▶ [Supplied data]:

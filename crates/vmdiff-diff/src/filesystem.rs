//! Filesystem differ: compares two path → entry maps.
//!
//! A key's diff is built from up to four independent sub-diffs (stat
//! attributes, timestamps, extended attributes, content). Each metadata
//! sub-diff becomes one hunk whose `@@` header is tagged with its category;
//! the content sub-diff keeps its own hunks. The merged body is
//!
//! ```text
//! diff --git /etc/hosts /etc/hosts
//! [new file mode 100644 | deleted file mode 100644]
//! --- /etc/hosts
//! +++ /etc/hosts
//! @@ -1,4 +1,4 @@ stat attributes
//! ...
//! @@ -3 +3 @@
//! -127.0.0.1 old
//! +127.0.0.1 new
//! ```

use std::cell::OnceCell;
use std::collections::{BTreeMap, BTreeSet, HashMap};

use chrono::{DateTime, SecondsFormat, Utc};
use tracing::{debug, info};
use vmdiff_types::entry::format_mode;
use vmdiff_types::key::{file_name, normalize_path};
use vmdiff_types::{Diff, FileEntry};

use crate::content::{content_lines, hash_entry, is_binary, MAX_DIFF_SIZE};
use crate::line_diff::{unified_diff, Context};
use crate::options::DiffOptions;
use crate::traits::{EntityDiffer, EntitySpace};
use crate::unified::UnifiedDiff;

const STAT_HUNK: &str = "stat attributes";
const TIMES_HUNK: &str = "file times";
const ATTRIBUTES_HUNK: &str = "extended file attributes";

const UNKNOWN: &str = "<unknown>";

/// Diffs two filesystem snapshots given as path → entry maps.
pub struct FileSystemDiffer<E: FileEntry> {
    before: BTreeMap<String, E>,
    after: BTreeMap<String, E>,
    options: DiffOptions,
    changed: OnceCell<BTreeSet<String>>,
    memo: HashMap<String, Option<Diff>>,
}

impl<E: FileEntry> FileSystemDiffer<E> {
    /// Create a differ. Keys are normalized to absolute POSIX paths.
    pub fn new<B, A>(before: B, after: A, options: DiffOptions) -> Self
    where
        B: IntoIterator<Item = (String, E)>,
        A: IntoIterator<Item = (String, E)>,
    {
        Self {
            before: normalized(before),
            after: normalized(after),
            options,
            changed: OnceCell::new(),
            memo: HashMap::new(),
        }
    }

    pub fn options(&self) -> &DiffOptions {
        &self.options
    }

    pub fn before(&self) -> &BTreeMap<String, E> {
        &self.before
    }

    pub fn after(&self) -> &BTreeMap<String, E> {
        &self.after
    }

    fn scan(&self) -> BTreeSet<String> {
        let added: Vec<&String> = self
            .after
            .keys()
            .filter(|k| !self.before.contains_key(*k))
            .collect();
        let deleted: Vec<&String> = self
            .before
            .keys()
            .filter(|k| !self.after.contains_key(*k))
            .collect();

        let mut changed = BTreeSet::new();
        if !self.options.only_changed_files {
            changed.extend(added.iter().map(|k| k.to_string()));
            changed.extend(deleted.iter().map(|k| k.to_string()));
        }

        let mut both = 0usize;
        for (key, a) in &self.before {
            let Some(b) = self.after.get(key) else {
                continue;
            };
            both += 1;
            if !self.equal(key, a, b) {
                changed.insert(key.clone());
            }
        }

        info!(
            before = self.before.len(),
            after = self.after.len(),
            both,
            added = added.len(),
            deleted = deleted.len(),
            changed = changed.len(),
            "scanned filesystem snapshots"
        );
        changed
    }

    /// Short-circuit equality: size, stat, times, attributes, then digests.
    ///
    /// Same-size files within the diff ceiling are compared by content
    /// whenever contents are diffed.
    fn equal(&self, key: &str, a: &E, b: &E) -> bool {
        if a.size() != b.size() {
            return false;
        }
        if self.options.use_stat && a.stat() != b.stat() {
            return false;
        }
        if self.options.use_times && a.timestamps() != b.timestamps() {
            return false;
        }
        if self.options.use_attributes && a.extended_attributes() != b.extended_attributes() {
            return false;
        }
        let diffable = self.options.use_contents
            && a.is_file()
            && b.is_file()
            && a.size() <= MAX_DIFF_SIZE;
        if (self.options.use_hashes || diffable) && hash_entry(a, key) != hash_entry(b, key) {
            return false;
        }
        true
    }

    fn should_ignore(&self, key: &str, a: Option<&E>, b: Option<&E>) -> bool {
        let sides = || a.into_iter().chain(b);
        if self.options.ignore_directories && sides().any(|e| e.is_directory()) {
            info!(key, "ignoring directory");
            return true;
        }
        if self.options.ignore_binary && sides().any(|e| is_binary(e, key)) {
            info!(key, "ignoring binary");
            return true;
        }
        false
    }

    fn compute(&self, key: &str) -> Option<Diff> {
        let a = self.before.get(key);
        let b = self.after.get(key);
        let entity = b.or(a)?;

        if self.should_ignore(key, a, b) {
            return None;
        }

        let metadata = |lines: fn(Option<&E>) -> Vec<String>| {
            unified_diff(&lines(a), &lines(b), key, key, Context::Full)
        };
        let stat_diff = if self.options.use_stat {
            metadata(stat_lines)
        } else {
            Vec::new()
        };
        let times_diff = if self.options.show_times {
            metadata(time_lines)
        } else {
            Vec::new()
        };
        let attribute_diff = if self.options.use_attributes {
            metadata(attribute_lines)
        } else {
            Vec::new()
        };
        let has_contents = a.is_some_and(|e| e.is_file()) || b.is_some_and(|e| e.is_file());
        let content_diff = if self.options.use_contents && has_contents {
            self.content_diff(key, a, b)
        } else {
            Vec::new()
        };

        if stat_diff.is_empty()
            && times_diff.is_empty()
            && attribute_diff.is_empty()
            && content_diff.is_empty()
        {
            debug!(key, "no observable difference");
            return None;
        }

        if self.options.ignore_contents_unchanged && content_diff.is_empty() && !entity.is_directory() {
            debug!(key, "ignoring metadata-only change");
            return None;
        }

        let mut body = vec![format!("diff --git {key} {key}")];
        match (a, b) {
            (None, Some(added)) => body.push(format!("new file mode {}", octal_mode(added))),
            (Some(removed), None) => body.push(format!("deleted file mode {}", octal_mode(removed))),
            _ => {}
        }
        body.extend(merge_sub_diffs(
            &stat_diff,
            &times_diff,
            &attribute_diff,
            &content_diff,
        ));

        Some(UnifiedDiff::new(body).into_diff(key, entity.is_directory(), file_name(key), None))
    }

    fn content_diff(&self, key: &str, a: Option<&E>, b: Option<&E>) -> Vec<String> {
        let oversized = |e: &E| e.size() > MAX_DIFF_SIZE;
        if a.is_some_and(oversized) || b.is_some_and(oversized) {
            let size = b.or(a).map_or(0, |e| e.size());
            info!(key, size, "file too large to diff");
            return placeholder(key, &format!("File too large to diff ({size} bytes)"));
        }

        let a_binary = a.is_some_and(|e| is_binary(e, key));
        let b_binary = b.is_some_and(|e| is_binary(e, key));
        let all_binary = a.map_or(true, |_| a_binary) && b.map_or(true, |_| b_binary);

        if all_binary {
            let a_hash = a.and_then(|e| hash_entry(e, key));
            let b_hash = b.and_then(|e| hash_entry(e, key));
            if a_hash == b_hash {
                return Vec::new();
            }
            return placeholder(key, "Binary files differ");
        }

        let old = a.map_or_else(Vec::new, |e| content_lines(e, key, a_binary));
        let new = b.map_or_else(Vec::new, |e| content_lines(e, key, b_binary));
        unified_diff(&old, &new, key, key, Context::Lines(self.options.context_lines))
    }
}

impl<E: FileEntry> EntityDiffer for FileSystemDiffer<E> {
    fn space(&self) -> EntitySpace {
        EntitySpace::FileSystem
    }

    fn list_changed_keys(&self) -> &BTreeSet<String> {
        self.changed.get_or_init(|| self.scan())
    }

    fn diff(&mut self, key: &str) -> Option<Diff> {
        let key = normalize_path(key);
        if let Some(hit) = self.memo.get(&key) {
            return hit.clone();
        }
        let result = self.compute(&key);
        self.memo.insert(key, result.clone());
        result
    }
}

fn normalized<E>(entries: impl IntoIterator<Item = (String, E)>) -> BTreeMap<String, E> {
    entries
        .into_iter()
        .map(|(key, entry)| (normalize_path(&key), entry))
        .collect()
}

/// Combine sub-diffs under one pair of path headers.
///
/// Metadata sub-diffs are single full-context hunks; their `@@` line gets the
/// category appended. Content hunks follow unchanged.
fn merge_sub_diffs(
    stat: &[String],
    times: &[String],
    attributes: &[String],
    content: &[String],
) -> Vec<String> {
    let headers = [stat, times, attributes, content]
        .into_iter()
        .find(|d| d.len() >= 2)
        .map(|d| d[..2].to_vec())
        .unwrap_or_default();

    let mut merged = headers;
    for (diff, name) in [(stat, STAT_HUNK), (times, TIMES_HUNK), (attributes, ATTRIBUTES_HUNK)] {
        if let Some((hunk_header, lines)) = diff.get(2..).and_then(|rest| rest.split_first()) {
            merged.push(format!("{hunk_header} {name}"));
            merged.extend(lines.iter().cloned());
        }
    }
    if let Some(hunks) = content.get(2..) {
        merged.extend(hunks.iter().cloned());
    }
    merged
}

fn placeholder(key: &str, message: &str) -> Vec<String> {
    vec![
        format!("--- {key}"),
        format!("+++ {key}"),
        "@@ -0,0 +0,0 @@".to_string(),
        format!(" {message}"),
    ]
}

fn octal_mode<E: FileEntry>(entry: &E) -> String {
    entry
        .stat()
        .mode
        .map_or_else(|| UNKNOWN.to_string(), |mode| format!("{mode:o}"))
}

fn display_id(id: Option<u32>) -> String {
    id.map_or_else(|| UNKNOWN.to_string(), |id| id.to_string())
}

fn stat_lines<E: FileEntry>(entry: Option<&E>) -> Vec<String> {
    let Some(entry) = entry else {
        return Vec::new();
    };
    let stat = entry.stat();
    vec![
        format!("type: {}", stat.kind),
        format!("owner_identifier: {}", display_id(stat.owner_id)),
        format!("group_identifier: {}", display_id(stat.group_id)),
        format!(
            "mode: {}",
            stat.mode.map_or_else(|| UNKNOWN.to_string(), format_mode)
        ),
    ]
}

fn time_lines<E: FileEntry>(entry: Option<&E>) -> Vec<String> {
    let Some(entry) = entry else {
        return Vec::new();
    };
    let times = entry.timestamps();
    let show = |t: Option<DateTime<Utc>>| {
        t.map_or_else(
            || UNKNOWN.to_string(),
            |t| t.to_rfc3339_opts(SecondsFormat::AutoSi, true),
        )
    };
    vec![
        format!("access_time: {}", show(times.access)),
        format!("added_time: {}", show(times.added)),
        format!("change_time: {}", show(times.change)),
        format!("creation_time: {}", show(times.creation)),
        format!("modification_time: {}", show(times.modification)),
    ]
}

/// One `name: value` line per attribute with a non-empty value.
fn attribute_lines<E: FileEntry>(entry: Option<&E>) -> Vec<String> {
    let Some(entry) = entry else {
        return Vec::new();
    };
    entry
        .extended_attributes()
        .into_iter()
        .filter(|attr| !attr.value.is_empty())
        .map(|attr| format!("{}: {}", attr.name, String::from_utf8_lossy(&attr.value)))
        .collect()
}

▶ [Directions]: Output the listing verbatim through the "pub struct FileSystemDiffer<E: FileEntry>" line.

▶ [Reply to the exercise]:
filename crates/vmdiff-diff/src/filesystem.rs
//! Filesystem differ: compares two path → entry maps.
//!
//! A key's diff is built from up to four independent sub-diffs (stat
//! attributes, timestamps, extended attributes, content). Each metadata
//! sub-diff becomes one hunk whose `@@` header is tagged with its category;
//! the content sub-diff keeps its own hunks. The merged body is
//!
//! ```text
//! diff --git /etc/hosts /etc/hosts
//! [new file mode 100644 | deleted file mode 100644]
//! --- /etc/hosts
//! +++ /etc/hosts
//! @@ -1,4 +1,4 @@ stat attributes
//! ...
//! @@ -3 +3 @@
//! -127.0.0.1 old
//! +127.0.0.1 new
//! ```

use std::cell::OnceCell;
use std::collections::{BTreeMap, BTreeSet, HashMap};

use chrono::{DateTime, SecondsFormat, Utc};
use tracing::{debug, info};
use vmdiff_types::entry::format_mode;
use vmdiff_types::key::{file_name, normalize_path};
use vmdiff_types::{Diff, FileEntry};

use crate::content::{content_lines, hash_entry, is_binary, MAX_DIFF_SIZE};
use crate::line_diff::{unified_diff, Context};
use crate::options::DiffOptions;
use crate::traits::{EntityDiffer, EntitySpace};
use crate::unified::UnifiedDiff;

const STAT_HUNK: &str = "stat attributes";
const TIMES_HUNK: &str = "file times";
const ATTRIBUTES_HUNK: &str = "extended file attributes";

const UNKNOWN: &str = "<unknown>";

/// Diffs two filesystem snapshots given as path → entry maps.
pub struct FileSystemDiffer<E: FileEntry> {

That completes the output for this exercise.